Complacency is perhaps one of the biggest problems we face in completing our day to day tasks. We are “used” to things being a certain way each time and unless the obvious comes right out and hits us . . . we can be oblivious to it all. This state of mind can affect many things such as productivity, quality and safety.
See if you can read the paragraph below:
Aoccdrnig to a rscheearch at Cmabrigde Uinervtisy, it deosn’t mttaer in waht oredr the ltteers in a wrod are, the olny iprmoetnt tihng is taht the frist and lsat ltteer be at the rghit pclae. The rset can be a toatl mses and you can sitll raed it wouthit a porbelm. Tihs is bcuseae the huamn mnid deos not raed ervey lteter by istlef, but the wrod as a wlohe.
You probably didn’t have much trouble reading that paragraph. It probably took you back at first, but then you were able to zip right through the text and understand the content. This is an example of how complacency works with our mind. We get used to words starting with certain letters and being a certain length and we skip right over it “thinking” we know what the word is.

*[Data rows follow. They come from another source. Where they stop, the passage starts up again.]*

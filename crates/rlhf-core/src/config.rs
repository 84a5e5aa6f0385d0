//! Typed PPO configuration.
//!
//! Every recognized option is a field. Required keys carry no serde default, so a
//! missing key fails deserialization instead of silently reading as empty, and
//! unknown keys are rejected so a mistyped override never goes unnoticed.

use std::path::{Path, PathBuf};

use serde::{Deserialize, Serialize};

use crate::engine_config::EngineConfig;
use crate::error::{config_error, parse_error, IoResultExt, Result, RlhfError};

/// When periodic evaluation runs.
#[derive(Debug, Clone, Copy, PartialEq, Eq, Serialize, Deserialize)]
#[serde(rename_all = "snake_case")]
pub enum EvalStrategy {
    /// Every `eval_interval` global steps.
    Steps,
    /// Once at the end of every epoch.
    Epoch,
}

/// Learning-rate schedule shape (warmup is linear for all of them).
#[derive(Debug, Clone, Copy, PartialEq, Eq, Serialize, Deserialize)]
#[serde(rename_all = "snake_case")]
pub enum LrSchedulerType {
    Linear,
    Cosine,
    Constant,
    ConstantWithWarmup,
}

/// Metric sink.
#[derive(Debug, Clone, Copy, PartialEq, Eq, Serialize, Deserialize)]
#[serde(rename_all = "snake_case")]
pub enum LogType {
    /// Append metrics to `metrics.jsonl` in the run directory.
    Jsonl,
    /// Only emit tracing events.
    Console,
}

fn default_adam_epsilon() -> f64 {
    1e-8
}

/// `train_cfgs` section.
#[derive(Debug, Clone, Serialize, Deserialize)]
#[serde(deny_unknown_fields)]
pub struct TrainCfgs {
    /// Engine JSON file name under `configs/deepspeed/`.
    pub ds_cfgs: String,
    pub epochs: usize,
    pub seed: u64,
    pub per_device_prompt_batch_size: usize,
    pub per_device_train_batch_size: usize,
    pub per_device_eval_batch_size: usize,
    pub gradient_accumulation_steps: usize,
    pub actor_gradient_checkpointing: bool,
    pub critic_gradient_checkpointing: bool,
    pub actor_lr: f64,
    pub actor_lr_scheduler_type: LrSchedulerType,
    pub actor_lr_warmup_ratio: f64,
    pub actor_weight_decay: f64,
    pub critic_lr: f64,
    pub critic_lr_scheduler_type: LrSchedulerType,
    pub critic_lr_warmup_ratio: f64,
    pub critic_weight_decay: f64,
    pub adam_betas: (f64, f64),
    #[serde(default = "default_adam_epsilon")]
    pub adam_epsilon: f64,
    pub bf16: bool,
    pub fp16: bool,
    pub eval_strategy: EvalStrategy,
    pub eval_interval: usize,
    pub kl_coeff: f64,
    pub clip_range_ratio: f64,
    pub clip_range_score: f64,
    pub clip_range_value: f64,
    pub ptx_coeff: f64,
    pub gamma: f64,
    pub gae_lambda: f64,
    pub update_iters: usize,
}

/// One dataset source as seen by the loaders.
#[derive(Debug, Clone, PartialEq, Eq)]
pub struct DatasetSource {
    pub path: String,
    pub template: Option<String>,
    pub size: Option<usize>,
    pub split: Option<String>,
    pub subset: Option<String>,
    pub data_files: Option<String>,
}

/// `data_cfgs` section. Evaluation and PTX sources are optional.
#[derive(Debug, Clone, Default, Serialize, Deserialize)]
#[serde(deny_unknown_fields)]
pub struct DataCfgs {
    pub train_datasets: String,
    #[serde(default)]
    pub train_template: Option<String>,
    #[serde(default)]
    pub train_size: Option<usize>,
    #[serde(default)]
    pub train_split: Option<String>,
    #[serde(default)]
    pub train_subset: Option<String>,
    #[serde(default)]
    pub train_data_files: Option<String>,

    #[serde(default)]
    pub eval_datasets: Option<String>,
    #[serde(default)]
    pub eval_template: Option<String>,
    #[serde(default)]
    pub eval_size: Option<usize>,
    #[serde(default)]
    pub eval_split: Option<String>,
    #[serde(default)]
    pub eval_subset: Option<String>,
    #[serde(default)]
    pub eval_data_files: Option<String>,

    #[serde(default)]
    pub ptx_datasets: Option<String>,
    #[serde(default)]
    pub ptx_template: Option<String>,
    #[serde(default)]
    pub ptx_size: Option<usize>,
    #[serde(default)]
    pub ptx_split: Option<String>,
    #[serde(default)]
    pub ptx_subset: Option<String>,
    #[serde(default)]
    pub ptx_data_files: Option<String>,
}

impl DataCfgs {
    pub fn train(&self) -> DatasetSource {
        DatasetSource {
            path: self.train_datasets.clone(),
            template: self.train_template.clone(),
            size: self.train_size,
            split: self.train_split.clone(),
            subset: self.train_subset.clone(),
            data_files: self.train_data_files.clone(),
        }
    }

    pub fn eval(&self) -> Option<DatasetSource> {
        let path = self.eval_datasets.clone().filter(|p| !p.is_empty())?;
        Some(DatasetSource {
            path,
            template: self.eval_template.clone(),
            size: self.eval_size,
            split: self.eval_split.clone(),
            subset: self.eval_subset.clone(),
            data_files: self.eval_data_files.clone(),
        })
    }

    pub fn ptx(&self) -> Option<DatasetSource> {
        let path = self.ptx_datasets.clone().filter(|p| !p.is_empty())?;
        Some(DatasetSource {
            path,
            template: self.ptx_template.clone(),
            size: self.ptx_size,
            split: self.ptx_split.clone(),
            subset: self.ptx_subset.clone(),
            data_files: self.ptx_data_files.clone(),
        })
    }
}

/// `logger_cfgs` section.
#[derive(Debug, Clone, Serialize, Deserialize)]
#[serde(deny_unknown_fields)]
pub struct LoggerCfgs {
    pub log_type: LogType,
    pub log_project: String,
    pub log_run_name: String,
    pub output_dir: PathBuf,
    pub save_interval: usize,
}

/// `model_cfgs` section.
#[derive(Debug, Clone, Serialize, Deserialize)]
#[serde(deny_unknown_fields)]
pub struct ModelCfgs {
    pub actor_model_name_or_path: String,
    pub reward_model_name_or_path: String,
    pub reward_critic_model_name_or_path: String,
    pub model_max_length: usize,
    pub temperature: f64,
    pub top_p: f64,
    pub repetition_penalty: f64,
}

/// Full PPO configuration.
#[derive(Debug, Clone, Serialize, Deserialize)]
#[serde(deny_unknown_fields)]
pub struct PpoConfig {
    pub train_cfgs: TrainCfgs,
    pub data_cfgs: DataCfgs,
    pub logger_cfgs: LoggerCfgs,
    pub model_cfgs: ModelCfgs,
}

impl PpoConfig {
    /// Deserialize from an already-merged YAML tree.
    pub fn from_value(value: serde_yaml::Value) -> Result<Self> {
        serde_yaml::from_value(value).map_err(|e| config_error(e.to_string()))
    }

    /// Load and deserialize a YAML file without overrides.
    pub fn from_file(path: &Path) -> Result<Self> {
        let value = load_yaml(path)?;
        Self::from_value(value)
    }

    pub fn to_value(&self) -> Result<serde_yaml::Value> {
        Ok(serde_yaml::to_value(self)?)
    }

    pub fn use_ptx(&self) -> bool {
        self.data_cfgs.ptx().is_some()
    }

    /// Check cross-field constraints. All problems are reported together.
    pub fn validate(&self) -> std::result::Result<(), Vec<String>> {
        let mut errors = Vec::new();
        let t = &self.train_cfgs;
        let m = &self.model_cfgs;

        if t.per_device_train_batch_size == 0 {
            errors.push("per_device_train_batch_size must be greater than 0".to_string());
        } else if !t
            .per_device_prompt_batch_size
            .is_multiple_of(t.per_device_train_batch_size)
        {
            errors.push(format!(
                "The number of prompt-only samples must be divisible by the micro batch size \
                 (per_device_prompt_batch_size={}, per_device_train_batch_size={})",
                t.per_device_prompt_batch_size, t.per_device_train_batch_size
            ));
        }
        if t.per_device_prompt_batch_size == 0 {
            errors.push("per_device_prompt_batch_size must be greater than 0".to_string());
        }
        if t.per_device_eval_batch_size == 0 {
            errors.push("per_device_eval_batch_size must be greater than 0".to_string());
        }
        if t.gradient_accumulation_steps == 0 {
            errors.push("gradient_accumulation_steps must be greater than 0".to_string());
        }
        if t.update_iters == 0 {
            errors.push("update_iters must be greater than 0".to_string());
        }
        if t.eval_strategy == EvalStrategy::Steps && t.eval_interval == 0 {
            errors.push("eval_interval must be greater than 0 when eval_strategy is steps".to_string());
        }
        if self.logger_cfgs.save_interval == 0 {
            errors.push("save_interval must be greater than 0".to_string());
        }
        for (name, value) in [("gamma", t.gamma), ("gae_lambda", t.gae_lambda)] {
            if !(0.0..=1.0).contains(&value) {
                errors.push(format!("{} ({}) must be in [0, 1]", name, value));
            }
        }
        for (name, value) in [
            ("clip_range_ratio", t.clip_range_ratio),
            ("clip_range_score", t.clip_range_score),
            ("clip_range_value", t.clip_range_value),
        ] {
            if value <= 0.0 {
                errors.push(format!("{} ({}) must be positive", name, value));
            }
        }
        for (name, value) in [
            ("actor_lr_warmup_ratio", t.actor_lr_warmup_ratio),
            ("critic_lr_warmup_ratio", t.critic_lr_warmup_ratio),
        ] {
            if !(0.0..=1.0).contains(&value) {
                errors.push(format!("{} ({}) must be in [0, 1]", name, value));
            }
        }
        if t.actor_lr < 0.0 || t.critic_lr < 0.0 {
            errors.push("learning rates must be non-negative".to_string());
        }
        let (b1, b2) = t.adam_betas;
        if !(0.0..1.0).contains(&b1) || !(0.0..1.0).contains(&b2) {
            errors.push(format!("adam_betas ({}, {}) must be in [0, 1)", b1, b2));
        }
        if t.bf16 && t.fp16 {
            errors.push("bf16 and fp16 cannot both be enabled".to_string());
        }
        if m.model_max_length < 2 {
            errors.push("model_max_length must be at least 2".to_string());
        }
        if m.temperature <= 0.0 {
            errors.push(format!("temperature ({}) must be positive", m.temperature));
        }
        if !(m.top_p > 0.0 && m.top_p <= 1.0) {
            errors.push(format!("top_p ({}) must be in (0, 1]", m.top_p));
        }
        if m.repetition_penalty <= 0.0 {
            errors.push(format!(
                "repetition_penalty ({}) must be positive",
                m.repetition_penalty
            ));
        }

        if errors.is_empty() {
            Ok(())
        } else {
            Err(errors)
        }
    }

    /// `validate()` mapped into the workspace error type.
    pub fn check(&self) -> Result<()> {
        self.validate().map_err(RlhfError::Validation)
    }
}

/// Read a YAML file into an untyped tree.
pub fn load_yaml(path: &Path) -> Result<serde_yaml::Value> {
    let text = std::fs::read_to_string(path).with_path(path)?;
    serde_yaml::from_str(&text).map_err(|e| parse_error(e, path))
}

/// Read `configs/<mode>/<task>.yaml` and the engine JSON it names.
///
/// The YAML is returned untyped so command-line overrides can be merged before
/// deserialization.
pub fn read_cfgs(config_root: &Path, mode: &str, task: &str) -> Result<(serde_yaml::Value, EngineConfig)> {
    let yaml_path = config_root.join(mode).join(format!("{task}.yaml"));
    let cfgs = load_yaml(&yaml_path)?;

    let ds_name = cfgs
        .get("train_cfgs")
        .and_then(|t| t.get("ds_cfgs"))
        .and_then(|v| v.as_str())
        .ok_or_else(|| parse_error("missing train_cfgs.ds_cfgs", &yaml_path))?;
    let ds_path = config_root.join("deepspeed").join(ds_name);
    let engine = EngineConfig::from_file(&ds_path)?;

    Ok((cfgs, engine))
}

In reading paragraphs it’s not a big deal . . . however when it comes to safety, complacency can lead to an incident on the job. Each moment we are working with hazardous energy, whether it be a large production machine, forklift, automobile, power tools, electricity, or even walking from one end of the facility to the other, we must keep focused on the task at hand. There is much danger in going into “autopilot” when working on the job. All too often we don’t realize how complacent we are until we have a near miss or close call.